When do trajectories matter? Identifiability analysis for stochastic transport phenomena
Matthew J Simpson, Michael J Plank
TLDR
This paper analyzes parameter identifiability in stochastic diffusion models, showing trajectory data often resolves non-identifiability issues faced by count data.
Key contributions
- Examines parameter identifiability for lattice-based random walk models.
- Compares the effectiveness of count data versus individual trajectory data for parameter estimation.
- Demonstrates that trajectory data can alleviate structural non-identifiability issues from count data.
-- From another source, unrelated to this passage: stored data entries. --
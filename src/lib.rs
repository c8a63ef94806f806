// Autoilty Scraper - Core Library
// Canadian automotive listings: fetch, normalize, classify, dedupe, store

pub mod business;
pub mod category;
pub mod address;
pub mod parser;
pub mod db;
pub mod deduplication;
pub mod error;
pub mod http;
pub mod sources;
pub mod config;
pub mod orchestrator;
pub mod testing;

// Re-export commonly used types
pub use business::{
    Address, AggregateRating, BusinessHours, BusinessRecord, Contact, Coordinates, DayHours,
    ExternalIds, ListingStatus, Location, Review, ReviewSource, Weekday,
    identity_hash, slugify,
};
pub use category::{Category, CategoryClassifier, CategoryRule, DEFAULT_CATEGORY};
pub use address::{
    AddressComponent, FlatAddress, NormalizedAddress,
    normalize_components, normalize_flat, normalize_province, province_code,
};
pub use parser::{
    GooglePlace, GooglePlacesMapper, ListingMapper, PlaceListing, SourceType,
    YelpBusiness, YelpMapper, format_hhmm, price_range_from_level,
};
pub use db::{BusinessStore, Event, setup_database};
pub use deduplication::{DeduplicationGate, SaveOutcome};
pub use error::{FetchError, FetchResult};
pub use http::{
    Clock, HttpRequest, RateLimit, RateLimiter, ResilientCaller, RetryPolicy,
    SystemClock, Transport, UreqTransport,
};
pub use sources::{GooglePlacesClient, YelpClient};
pub use config::{ScraperConfig, DEFAULT_TEST_CITIES, MAJOR_CITIES};
pub use orchestrator::{CitySummary, Orchestrator, RunSummary};
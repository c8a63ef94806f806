use anyhow::{Context, Result};
use std::env;
use std::sync::atomic::{AtomicBool, Ordering};
use std::sync::Arc;
use tracing::{error, info, warn};
use tracing_subscriber::EnvFilter;

use autoilty_scraper::{BusinessStore, Orchestrator, RunSummary, ScraperConfig};

const USAGE: &str = "\
Usage:
  autoilty-scraper [run] [CITY...]   scrape the given cities (default: SCRAPE_CITIES or the test cities)
  autoilty-scraper --all             scrape all major Canadian cities
  autoilty-scraper stats             show stored listings per category
  autoilty-scraper help              show this message";

#[derive(Debug, PartialEq)]
enum Command {
    /// Explicit city list; empty means "use the configured cities"
    Run(Vec<String>),
    RunAll,
    Stats,
    Help,
}

impl Command {
    fn parse(args: &[String]) -> Command {
        let mut args = args.iter().map(|a| a.as_str()).peekable();

        match args.peek().copied() {
            Some("stats") => Command::Stats,
            Some("help") | Some("--help") | Some("-h") => Command::Help,
            Some("--all") => Command::RunAll,
            Some("run") => {
                args.next();
                if args.peek() == Some(&"--all") {
                    Command::RunAll
                } else {
                    Command::Run(args.map(|a| a.to_string()).collect())
                }
            }
            _ => Command::Run(args.map(|a| a.to_string()).collect()),
        }
    }
}

fn main() {
    if let Err(e) = init_tracing() {
        eprintln!("Failed to initialise logging: {:#}", e);
    }

    let args: Vec<String> = env::args().skip(1).collect();

    if let Err(e) = run(Command::parse(&args)) {
        error!(error = %format!("{:#}", e), "Scraper failed");
        std::process::exit(1);
    }
}

fn init_tracing() -> Result<()> {
    tracing_subscriber::fmt()
        .with_env_filter(EnvFilter::from_default_env().add_directive("autoilty_scraper=info".parse()?))
        .init();
    Ok(())
}

fn run(command: Command) -> Result<()> {
    if command == Command::Help {
        println!("{}", USAGE);
        return Ok(());
    }

    let config = ScraperConfig::from_env()?;

    match command {
        Command::Stats => run_stats(&config),
        Command::RunAll => run_scrape(&config, ScraperConfig::major_cities()),
        Command::Run(cities) if cities.is_empty() => run_scrape(&config, config.cities.clone()),
        Command::Run(cities) => run_scrape(&config, cities),
        Command::Help => Ok(()),
    }
}

fn run_scrape(config: &ScraperConfig, cities: Vec<String>) -> Result<()> {
    let store = BusinessStore::open(&config.database_path)?;
    info!(path = %config.database_path.display(), "Store opened");

    let interrupt = Arc::new(AtomicBool::new(false));
    let flag = interrupt.clone();
    if let Err(e) = ctrlc::set_handler(move || {
        flag.store(true, Ordering::SeqCst);
    }) {
        warn!(error = %e, "Could not install Ctrl-C handler");
    }

    let summary = Orchestrator::live(config, &store)
        .with_interrupt(interrupt)
        .scrape_all(&cities);

    // Report, then always release the store
    let report = print_summary(&store, &summary);
    store.close()?;
    report
}

fn print_summary(store: &BusinessStore, summary: &RunSummary) -> Result<()> {
    println!("\n━━━━━━━━━━━━━━━━━━━━━━━━━━━━━━━━━━━━━━━━━━━━━");
    println!("📊 Scrape summary");
    for city in &summary.cities {
        match &city.error {
            Some(e) => println!("  ❌ {:<16} failed: {}", city.city, e),
            None => println!("  ✓ {:<16} {} new", city.city, city.saved),
        }
    }
    println!("  Total new listings: {}", summary.total_saved);
    println!("  Elapsed: {:.1} min", summary.elapsed.as_secs_f64() / 60.0);
    if summary.interrupted {
        println!("  ⚠️  Interrupted before all cities were scraped");
    }

    let stored = store.count().context("Failed to count stored listings")?;
    println!("  Listings in store: {}", stored);

    Ok(())
}

fn run_stats(config: &ScraperConfig) -> Result<()> {
    let store = BusinessStore::open(&config.database_path)?;

    let total = store.count()?;
    let by_category = store.count_by_category()?;

    println!("📊 {} listings in {}", total, config.database_path.display());
    for (category, count) in by_category {
        println!("  {:<18} {}", category.as_str(), count);
    }

    store.close()
}

#[cfg(test)]
mod tests {
    use super::*;

    fn args(raw: &[&str]) -> Vec<String> {
        raw.iter().map(|a| a.to_string()).collect()
    }

    #[test]
    fn test_parse_commands() {
        assert_eq!(Command::parse(&args(&[])), Command::Run(vec![]));
        assert_eq!(Command::parse(&args(&["run"])), Command::Run(vec![]));
        assert_eq!(
            Command::parse(&args(&["run", "Halifax", "Regina"])),
            Command::Run(args(&["Halifax", "Regina"]))
        );
        assert_eq!(Command::parse(&args(&["Kelowna"])), Command::Run(args(&["Kelowna"])));
        assert_eq!(Command::parse(&args(&["--all"])), Command::RunAll);
        assert_eq!(Command::parse(&args(&["run", "--all"])), Command::RunAll);
        assert_eq!(Command::parse(&args(&["stats"])), Command::Stats);
        assert_eq!(Command::parse(&args(&["--help"])), Command::Help);
    }
}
- Explores how different experimental designs and trajectory collection protocols impact inferential precision.
Why it matters
This work is crucial for designing effective experiments in stochastic transport phenomena. By highlighting the benefits of trajectory data, it guides researchers in collecting more informative data, improving model parameter estimation and predictive accuracy.
Original Abstract
Stochastic models of diffusion are routinely used to study dispersal of populations, including populations of animals, plants, seeds and cells. Advances in imaging and field measurement technologies mean that data are often collected across a range of scales, including count data collected across a series of fixed sampling regions to characterize population-level dispersal, as well as individual trajectory data to examine at the motion of individuals within a diffusive population. In this work we consider a lattice-based random walk model and examine the extent to which model parameters can be determined by collecting count data and/or trajectory data. Our analysis combines agent-based stochastic simulations, mean-field partial differential equation approximations, likelihood-based estimation, identifiability analysis, and model-based prediction. These combined tools reveal that working with count data alone can sometimes lead to challenges involving structural non-identifiability that can be alleviated by collecting trajectory data. Furthermore, these tools allow us to explore how different experimental designs impact inferential precision by comparing how different trajectory data collection protocols affects practical identifiability. Open source implementations of all algorithms used in this work are available on GitHub.